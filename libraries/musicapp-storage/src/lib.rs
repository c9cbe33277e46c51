//! MusicApp Storage
//!
//! `SQLite` database layer for the MusicApp catalog server.
//!
//! This crate provides persistent storage for artists, albums, songs,
//! users and roles.
//!
//! # Architecture
//!
//! - **Vertical Slicing**: Each entity owns its own queries and logic
//! - **One fetch per read**: nested views (artist → albums → songs) are one
//!   joined query folded into composed types, never per-child queries
//! - **Referential checks before writes**: creates and updates verify their
//!   parent exists and report a field error otherwise
//!
//! # Example
//!
//! ```rust,no_run
//! use musicapp_storage::{LocalStorageContext, create_pool, run_migrations};
//! use musicapp_core::{ArtistFilter, PageRequest, StorageContext};
//!
//! # async fn example() -> Result<(), Box<dyn std::error::Error>> {
//! // Create database connection
//! let pool = create_pool("sqlite://musicapp.db").await?;
//! run_migrations(&pool).await?;
//!
//! let storage = LocalStorageContext::new(pool);
//!
//! // First page of artists
//! let page = storage
//!     .list_artists(&ArtistFilter::default(), PageRequest::new(None, None, 10, 100))
//!     .await?;
//! # Ok(())
//! # }
//! ```

mod context;
mod error;
mod query;
mod rows;

// Vertical slices
pub mod albums;
pub mod artists;
pub mod chansons;
pub mod roles;
pub mod tokens;
pub mod users;

pub use context::LocalStorageContext;
pub use error::StorageError;

pub type Database = LocalStorageContext;

use sqlx::migrate::Migrator;
use sqlx::sqlite::SqlitePool;

// Embed migrations into binary
static MIGRATOR: Migrator = sqlx::migrate!("./migrations");

/// Run database migrations
///
/// This should be called once when the application starts to ensure
/// the database schema is up to date. Migrations also seed the
/// `user`, `manager` and `admin` roles.
///
/// # Errors
///
/// Returns an error if migrations fail to run
pub async fn run_migrations(pool: &SqlitePool) -> Result<(), sqlx::migrate::MigrateError> {
    MIGRATOR.run(pool).await
}

/// Create a new `SQLite` pool
///
/// # Arguments
///
/// * `database_url` - `SQLite` connection string (e.g., `<sqlite://musicapp.db>`)
///
/// # Errors
///
/// Returns an error if the connection fails
pub async fn create_pool(database_url: &str) -> Result<SqlitePool, sqlx::Error> {
    use sqlx::sqlite::{SqliteConnectOptions, SqliteJournalMode, SqlitePoolOptions};
    use std::str::FromStr;

    tracing::debug!(database_url, "Creating SQLite pool");

    let options = SqliteConnectOptions::from_str(database_url)?
        .create_if_missing(true)
        .foreign_keys(true) // cascades depend on it
        .journal_mode(SqliteJournalMode::Wal)
        .busy_timeout(std::time::Duration::from_secs(30));

    let pool = SqlitePoolOptions::new()
        .max_connections(5)
        .connect_with(options)
        .await?;

    tracing::debug!("SQLite pool created");

    Ok(pool)
}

────

> [About this task]
Show, from the entries above, every line that includes the string "sqlx".

> [Output of the task]
use sqlx::migrate::Migrator;
use sqlx::sqlite::SqlitePool;
static MIGRATOR: Migrator = sqlx::migrate!("./migrations");
pub async fn run_migrations(pool: &SqlitePool) -> Result<(), sqlx::migrate::MigrateError> {
pub async fn create_pool(database_url: &str) -> Result<SqlitePool, sqlx::Error> {
    use sqlx::sqlite::{SqliteConnectOptions, SqliteJournalMode, SqlitePoolOptions};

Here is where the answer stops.